July 20, 2011
For the past five years it seems like almost everything in information security has focused on application security and, for the NetSPI consulting practices, our application security business (app pen testing, code review, etc.) has significantly increased. In that time, we have seen areas like network and systems vulnerability assessments change due to the commoditization of those services. Qualys, nCircle, and Rapid7 have all created a less expensive way to do a fairly simple scan of networks and systems that provide some level of comfort that networks and systems are secure.
Today it’s pretty common to hear people say “we’ve got the network covered; now we’re really interested in pursuing our application security.” In 2006 I remember Charlie Johnson, head of the consulting practice at Symantec, talking about apps being the only thing that mattered and that he was thinking of committing the Symantec consulting team to secure application development. He may have just been thinking out loud, but securing applications has become the focus of many IT security groups almost to the exclusion of focusing on risk to the organization.

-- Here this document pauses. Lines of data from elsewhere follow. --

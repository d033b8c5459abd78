//! The engine façade.
//!
//! [`RangeEngine`] is the public entry point of the crate: it serves reads
//! and writes straight from the backing source while incrementally
//! discovering the dataset's value range on the side.
//!
//! ```text
//!  read(access) ──► normalize ──► source.read_region ──► data to caller
//!                       │
//!                       ▼
//!                covered / fully-covered? ── yes ──► done
//!                       │ no
//!                       ▼
//!                calc_expansion ──► collapse ──► inline pipeline
//!                                         │            or
//!                                         └──► FIFO queue ──► RangeDaemon
//!                                                                  │
//!                             listeners ◄── aggregate changed ◄────┘
//! ```
//!
//! The engine never caches data; it only tracks which regions have been
//! scanned and what `(min, max)` they produced, so re-reads of known
//! regions cost nothing in bookkeeping.
//!
//! Construction attaches the dataset (the `ACTIVE` state); `destroy`, or
//! dropping the engine, cancels background work and rejects further
//! operations. Callers using the engine from several threads must
//! serialize `read`/`write`/`reset` themselves; all internal store
//! mutation is single-threaded by construction.

mod daemon;
mod error;

use std::sync::atomic::{AtomicU64, Ordering};
use std::sync::{Arc, Mutex};

use dashmap::DashMap;
use ndarray::ArrayD;
use tokio::sync::mpsc;
use tokio_util::sync::CancellationToken;
use tracing::{debug, warn};

use crate::aggregate::apply_expansions;
use crate::coverage::{CoverageStore, DataRange};
use crate::planner::{calc_expansion, collapse_expansions, Expansion};
use crate::region::{
    bounds_of_access, expand_to_include, AccessSpec, IndexRange, Overlap, SliceRegion, VolumeShape,
};
use crate::source::{SourceError, VolumeSource};

use daemon::UpdateTask;

pub use daemon::RangeDaemon;
pub use error::EngineError;

/// Default capacity of the deferred-mode task queue.
pub const DEFAULT_QUEUE_CAPACITY: usize = 256;

/// When coverage bookkeeping runs relative to the triggering access.
#[derive(Debug, Clone, Copy, PartialEq, Eq)]
pub enum UpdateMode {
    /// Bookkeeping runs on the caller's thread before `read`/`write`
    /// returns. Suits small or in-memory datasets.
    Inline,
    /// Bookkeeping is enqueued for the [`RangeDaemon`]; callers never
    /// block on it. Suits large disk-backed datasets.
    Deferred,
}

/// Dedup key for queued bookkeeping work: the requested unit range plus
/// spatial region. Identical not-yet-started requests collapse onto one
/// queued task.
#[derive(Debug, Clone, PartialEq, Eq, Hash)]
pub(crate) struct TaskKey {
    units: (usize, usize),
    spatial: Vec<(usize, usize)>,
}

impl TaskKey {
    fn from_region(region: &SliceRegion) -> Self {
        Self {
            units: (region.units.start, region.units.end),
            spatial: region.spatial.iter().map(|r| (r.start, r.end)).collect(),
        }
    }
}

/// Monotonic counters for observing engine behaviour.
#[derive(Debug, Default)]
struct EngineStats {
    planner_runs: AtomicU64,
    empty_plans: AtomicU64,
    covered_skips: AtomicU64,
    tasks_enqueued: AtomicU64,
    tasks_coalesced: AtomicU64,
    pipelines: AtomicU64,
    notifications: AtomicU64,
}

/// A point-in-time copy of the engine's counters.
#[derive(Debug, Clone, Copy, PartialEq, Eq)]
pub struct EngineStatsSnapshot {
    /// Times the planner was invoked.
    pub planner_runs: u64,
    /// Planner invocations that produced no expansions.
    pub empty_plans: u64,
    /// Accesses skipped because coverage already contained them.
    pub covered_skips: u64,
    /// Tasks handed to the deferred queue.
    pub tasks_enqueued: u64,
    /// Requests dropped because an identical task was already queued.
    pub tasks_coalesced: u64,
    /// Completed aggregation pipelines (inline or deferred).
    pub pipelines: u64,
    /// Change notifications delivered to listeners.
    pub notifications: u64,
}

type RangeCallback = Box<dyn Fn(DataRange) + Send + Sync>;

/// State shared between the façade and the deferred worker.
pub(crate) struct EngineShared<S: VolumeSource> {
    source: S,
    shape: VolumeShape,
    store: Mutex<CoverageStore>,
    listeners: Mutex<Vec<RangeCallback>>,
    last_error: Mutex<Option<SourceError>>,
    in_flight: DashMap<TaskKey, ()>,
    cancel: CancellationToken,
    stats: EngineStats,
}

Don’t get me wrong, application security is a huge problem and it will remain a problem for many years. However, there are many other areas of risk (perhaps greater risk) that cannot be ignored. At the technical level, system security for off-the-shelf software is a persistent problem. Organizations still struggle to patch quickly and there are often systems with exceptions to the patching process that weaken an organization’s domain and system security. While patching is still an issue, the biggest vulnerabilities are found within network and system configurations. In most (90-95%) of our pen tests we find weak configurations that lead to the complete compromise of an environment. In addition, in many organizations, database groups are silo’d off and don’t get the security attention that they need. Because of this, we find an excessive level of insecure configurations, embedded passwords, and inappropriate trust relationships that can lead to compromise.
With all of these technical vulnerabilities, it’s amazing that an even wider security hole can be found within the physical operations, business process, and personnel at organizations. This is still usually the easiest way to break into an organization. Often it’s combined with technical exploits, but social engineering provides an almost failsafe way to get information and access within technology environments.
I don’t think we should reduce our focus on application security – there’s a lot to do there and it will take many years to secure this aspect of IT within organizations. However, I think it’s incredibly important not to lose sight of what constitutes risk. If you really want to understand and reduce IT related risk, you’ve got to look comprehensively at risk within all aspects of your IT environment – process, physical, network, systems, database, and applications. Because while you may not be looking at these things, it’s certain that at some point, someone looking for the easiest way in will be looking at exploiting these weaknesses.